(Extracted data entries)
....

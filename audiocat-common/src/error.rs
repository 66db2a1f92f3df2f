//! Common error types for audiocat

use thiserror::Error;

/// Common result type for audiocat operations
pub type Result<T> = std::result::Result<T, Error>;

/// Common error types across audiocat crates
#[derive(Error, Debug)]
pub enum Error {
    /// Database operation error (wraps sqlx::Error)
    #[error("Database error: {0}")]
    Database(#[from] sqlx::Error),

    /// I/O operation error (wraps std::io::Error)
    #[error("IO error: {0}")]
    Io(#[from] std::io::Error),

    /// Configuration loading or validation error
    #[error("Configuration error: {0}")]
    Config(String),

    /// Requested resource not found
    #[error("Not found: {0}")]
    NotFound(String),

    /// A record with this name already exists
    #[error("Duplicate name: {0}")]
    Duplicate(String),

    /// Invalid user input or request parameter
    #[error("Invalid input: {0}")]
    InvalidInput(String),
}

....

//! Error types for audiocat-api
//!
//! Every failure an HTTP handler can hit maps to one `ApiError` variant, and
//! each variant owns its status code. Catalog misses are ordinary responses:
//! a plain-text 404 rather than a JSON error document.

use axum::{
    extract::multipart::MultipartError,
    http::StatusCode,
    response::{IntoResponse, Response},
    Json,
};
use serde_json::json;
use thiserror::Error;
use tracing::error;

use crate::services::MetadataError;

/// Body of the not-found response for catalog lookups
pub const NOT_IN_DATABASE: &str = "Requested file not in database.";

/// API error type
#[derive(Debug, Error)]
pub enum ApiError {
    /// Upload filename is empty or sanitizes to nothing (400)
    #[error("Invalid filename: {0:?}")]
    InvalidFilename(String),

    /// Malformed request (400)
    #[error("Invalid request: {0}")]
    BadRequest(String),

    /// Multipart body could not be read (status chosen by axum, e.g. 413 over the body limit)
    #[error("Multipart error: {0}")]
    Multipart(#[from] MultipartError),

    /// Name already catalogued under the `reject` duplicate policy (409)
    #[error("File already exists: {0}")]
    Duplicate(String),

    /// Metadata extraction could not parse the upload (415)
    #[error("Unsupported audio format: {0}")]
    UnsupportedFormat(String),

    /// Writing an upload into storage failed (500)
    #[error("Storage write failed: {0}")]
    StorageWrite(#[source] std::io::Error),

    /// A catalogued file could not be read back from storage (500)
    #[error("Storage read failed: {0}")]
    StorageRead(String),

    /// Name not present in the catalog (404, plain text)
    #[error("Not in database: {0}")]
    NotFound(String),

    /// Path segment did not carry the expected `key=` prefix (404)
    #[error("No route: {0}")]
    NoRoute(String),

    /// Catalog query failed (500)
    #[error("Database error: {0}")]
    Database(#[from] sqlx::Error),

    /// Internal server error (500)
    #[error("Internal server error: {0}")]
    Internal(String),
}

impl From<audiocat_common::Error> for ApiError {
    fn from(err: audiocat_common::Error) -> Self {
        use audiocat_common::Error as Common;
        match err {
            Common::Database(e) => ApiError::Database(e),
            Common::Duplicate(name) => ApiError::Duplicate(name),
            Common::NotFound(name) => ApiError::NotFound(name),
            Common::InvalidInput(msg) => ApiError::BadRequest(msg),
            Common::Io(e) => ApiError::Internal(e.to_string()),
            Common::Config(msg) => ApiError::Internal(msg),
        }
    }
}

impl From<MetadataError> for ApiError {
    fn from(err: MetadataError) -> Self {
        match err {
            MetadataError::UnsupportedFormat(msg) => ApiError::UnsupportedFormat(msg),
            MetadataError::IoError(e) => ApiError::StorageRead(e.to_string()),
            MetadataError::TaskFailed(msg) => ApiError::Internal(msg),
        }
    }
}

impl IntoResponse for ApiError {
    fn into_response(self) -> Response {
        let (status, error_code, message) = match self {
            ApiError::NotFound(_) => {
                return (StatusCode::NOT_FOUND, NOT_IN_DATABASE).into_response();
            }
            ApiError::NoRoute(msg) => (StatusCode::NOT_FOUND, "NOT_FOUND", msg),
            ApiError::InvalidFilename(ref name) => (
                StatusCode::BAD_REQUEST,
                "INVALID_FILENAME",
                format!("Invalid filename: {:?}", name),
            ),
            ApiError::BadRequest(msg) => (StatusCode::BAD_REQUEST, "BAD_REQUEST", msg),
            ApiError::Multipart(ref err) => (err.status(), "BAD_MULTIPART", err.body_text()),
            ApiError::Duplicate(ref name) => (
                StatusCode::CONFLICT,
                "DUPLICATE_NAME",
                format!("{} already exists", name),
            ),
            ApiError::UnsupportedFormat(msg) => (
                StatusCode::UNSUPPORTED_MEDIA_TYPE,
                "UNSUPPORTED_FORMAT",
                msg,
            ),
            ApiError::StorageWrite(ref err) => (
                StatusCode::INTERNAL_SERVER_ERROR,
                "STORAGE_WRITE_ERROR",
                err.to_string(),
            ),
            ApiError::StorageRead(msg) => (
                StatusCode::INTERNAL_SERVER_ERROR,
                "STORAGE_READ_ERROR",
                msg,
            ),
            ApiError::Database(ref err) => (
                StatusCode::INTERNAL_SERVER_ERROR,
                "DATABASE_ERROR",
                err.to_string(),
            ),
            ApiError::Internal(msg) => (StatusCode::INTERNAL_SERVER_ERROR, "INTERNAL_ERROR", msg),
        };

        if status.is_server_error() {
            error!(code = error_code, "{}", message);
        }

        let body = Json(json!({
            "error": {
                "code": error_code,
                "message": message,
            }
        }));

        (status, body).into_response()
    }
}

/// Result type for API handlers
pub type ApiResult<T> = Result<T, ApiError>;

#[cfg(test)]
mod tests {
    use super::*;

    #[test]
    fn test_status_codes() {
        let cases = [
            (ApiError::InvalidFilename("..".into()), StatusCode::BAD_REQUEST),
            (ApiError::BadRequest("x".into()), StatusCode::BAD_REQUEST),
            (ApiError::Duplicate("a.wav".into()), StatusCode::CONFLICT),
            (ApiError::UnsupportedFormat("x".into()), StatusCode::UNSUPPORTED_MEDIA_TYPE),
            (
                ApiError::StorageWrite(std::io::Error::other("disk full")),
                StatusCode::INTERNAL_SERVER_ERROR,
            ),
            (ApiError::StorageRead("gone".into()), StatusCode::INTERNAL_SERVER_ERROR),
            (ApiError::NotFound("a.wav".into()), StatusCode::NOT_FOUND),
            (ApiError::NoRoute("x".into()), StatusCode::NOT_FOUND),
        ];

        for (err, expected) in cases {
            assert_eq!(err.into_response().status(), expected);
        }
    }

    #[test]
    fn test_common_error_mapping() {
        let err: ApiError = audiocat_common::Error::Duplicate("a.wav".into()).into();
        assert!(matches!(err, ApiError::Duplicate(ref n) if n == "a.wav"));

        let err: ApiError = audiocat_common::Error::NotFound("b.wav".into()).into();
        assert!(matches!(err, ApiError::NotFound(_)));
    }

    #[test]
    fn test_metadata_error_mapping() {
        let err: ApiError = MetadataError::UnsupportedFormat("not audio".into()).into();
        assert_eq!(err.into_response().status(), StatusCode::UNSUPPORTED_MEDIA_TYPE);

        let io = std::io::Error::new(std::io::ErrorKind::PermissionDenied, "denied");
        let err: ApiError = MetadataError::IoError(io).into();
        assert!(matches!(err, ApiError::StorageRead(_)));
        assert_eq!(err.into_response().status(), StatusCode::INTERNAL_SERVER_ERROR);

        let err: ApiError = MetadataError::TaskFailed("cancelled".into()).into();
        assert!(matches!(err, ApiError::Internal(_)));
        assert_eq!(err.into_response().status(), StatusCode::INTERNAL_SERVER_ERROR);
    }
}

....

WHAT YOU WILL DO ->
Search the entries above for the word "BadRequest" and copy each line where it appears.

ANSWER TO THE EXERCISE ->
    BadRequest(String),
            Common::InvalidInput(msg) => ApiError::BadRequest(msg),
            ApiError::BadRequest(msg) => (StatusCode::BAD_REQUEST, "BAD_REQUEST", msg),
            (ApiError::BadRequest("x".into()), StatusCode::BAD_REQUEST),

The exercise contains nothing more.